At the same time, the agency lowered its national scale rating on the bank to ‘kzBB’ from ‘kzBB+’ and its rating on its subordinated debt to ‘CCC’ from ‘CCC+’. S&P placed both ratings on CreditWatch with negative implications.
“The CreditWatch placement reflects our view that KKB’s capitalization on a consolidated basis has weakened following its acquisition of 46.5 percent of Kazakhstan-based BTA Bank and the subsequent buyback of shares in both banks,” the rating agency said. The buyback amount totaled 54.8 billion Kazakhstani tenge ($304 million), or 11.8 percent of KKB’s capital on a consolidated basis as of June 30, 2014. S&P believes that the bank’s capital will likely remain weak given the weak earnings generation of both KKB and BTA.
As of June 30, the agency’s risk-adjusted capital (RAC) ratio for KKB on a consolidated basis was 5 percent before adjustments for diversification. S&P projects that this ratio will be in the range of 4.5-4.8 percent over the next 12-24 months, incorporating the impact of the share buyback program, and assuming no significant growth of earning assets of the bank and no meaningful relief materializing for its large problem loan portfolio.
The agency also expects the bank’s profitability to remain low in the coming two years, largely due to the significant amount of problem assets at BTA and KKB (63 percent of the total loan book of two banks combined) and low new business generation.
“We believe that it will be extremely challenging for KKB to achieve meaningful problem asset recovery at BTA and KKB without material government support.
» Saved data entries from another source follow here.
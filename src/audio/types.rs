//! Commands understood by the audio thread.

use crate::media::MediaObserver;

#[derive(Debug)]
pub enum AudioCmd {
    /// Connect to `url` and queue it, paused.
    Open { url: String, observer: MediaObserver },
    /// Start or resume output.
    Start,
    /// Pause output, keeping the stream.
    Stop,
    /// Drop the stream and the observer.
    Release,
    /// Quit the audio thread, optionally fading out over `fade_out_ms` milliseconds.
    Quit { fade_out_ms: u64 },
}
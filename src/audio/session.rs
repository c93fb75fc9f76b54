use std::sync::Mutex;
use std::sync::mpsc::{self, Sender};
use std::thread::JoinHandle;

use crate::config::AudioSettings;
use crate::media::{MediaObserver, MediaSession};

use super::thread::spawn_audio_thread;
use super::types::AudioCmd;

pub struct RodioSession {
    tx: Sender<AudioCmd>,
    quit_fade_out_ms: u64,
    join: Mutex<Option<JoinHandle<()>>>,
}

impl RodioSession {
    pub fn new(audio_settings: AudioSettings) -> Self {
        let (tx, rx) = mpsc::channel::<AudioCmd>();
        let quit_fade_out_ms = audio_settings.quit_fade_out_ms;
        let audio_handle = spawn_audio_thread(rx, audio_settings);

        Self {
            tx,
            quit_fade_out_ms,
            join: Mutex::new(Some(audio_handle)),
        }
    }

    fn send(&self, cmd: AudioCmd) {
        if self.tx.send(cmd).is_err() {
            tracing::warn!("audio thread is gone");
        }
    }
}

impl MediaSession for RodioSession {
    fn open(&mut self, url: &str, observer: MediaObserver) {
        self.send(AudioCmd::Open {
            url: url.to_string(),
            observer,
        });
    }

    fn start(&mut self) {
        self.send(AudioCmd::Start);
    }

    fn stop(&mut self) {
        self.send(AudioCmd::Stop);
    }

    fn release(&mut self) {
        self.send(AudioCmd::Release);
    }

    /// Fade out, stop the audio thread and wait for it.
    fn shutdown(&mut self) {
        let _ = self.tx.send(AudioCmd::Quit {
            fade_out_ms: self.quit_fade_out_ms,
        });

        if let Ok(mut j) = self.join.lock() {
            if let Some(h) = j.take() {
                let _ = h.join();
            }
        }
    }
}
Our understanding is that, given the significant market share of the combined bank in the banking sector of Kazakhstan (about 40 percent of total loans in the banking sector and over 70 percent of total assets overdue more than 90 days), the government might be willing to provide some support,” the agency said.
One of the plans under discussion is the involvement of the state-controlled Problem Asset Fund (PAF) in recovery of problem assets of BTA and KKB. In principle, this may enable KKB and BTA to clean up their balance sheet, supporting the banks’ capitalization. When S&P has clarity on this, it will reassess the potential impact on KKB’s capital position.
The agency will resolve the CreditWatch once it has information regarding the possibility of Kazakhstan government providing support for the working-out of problem assets at KKB and BTA, taking into account any other developments that might change the assessment of the capital of the consolidated bank. S&P expects to have more clarity on these issues toward the end of 2014.
“We could lower the ratings if KKB does not receive sufficient capital relief to cause our forecast RAC ratio to rise above 5 percent. A downgrade would become more likely if we observe a further deterioration in the quality of the loan portfolio, weakening the capital position,” the agency said.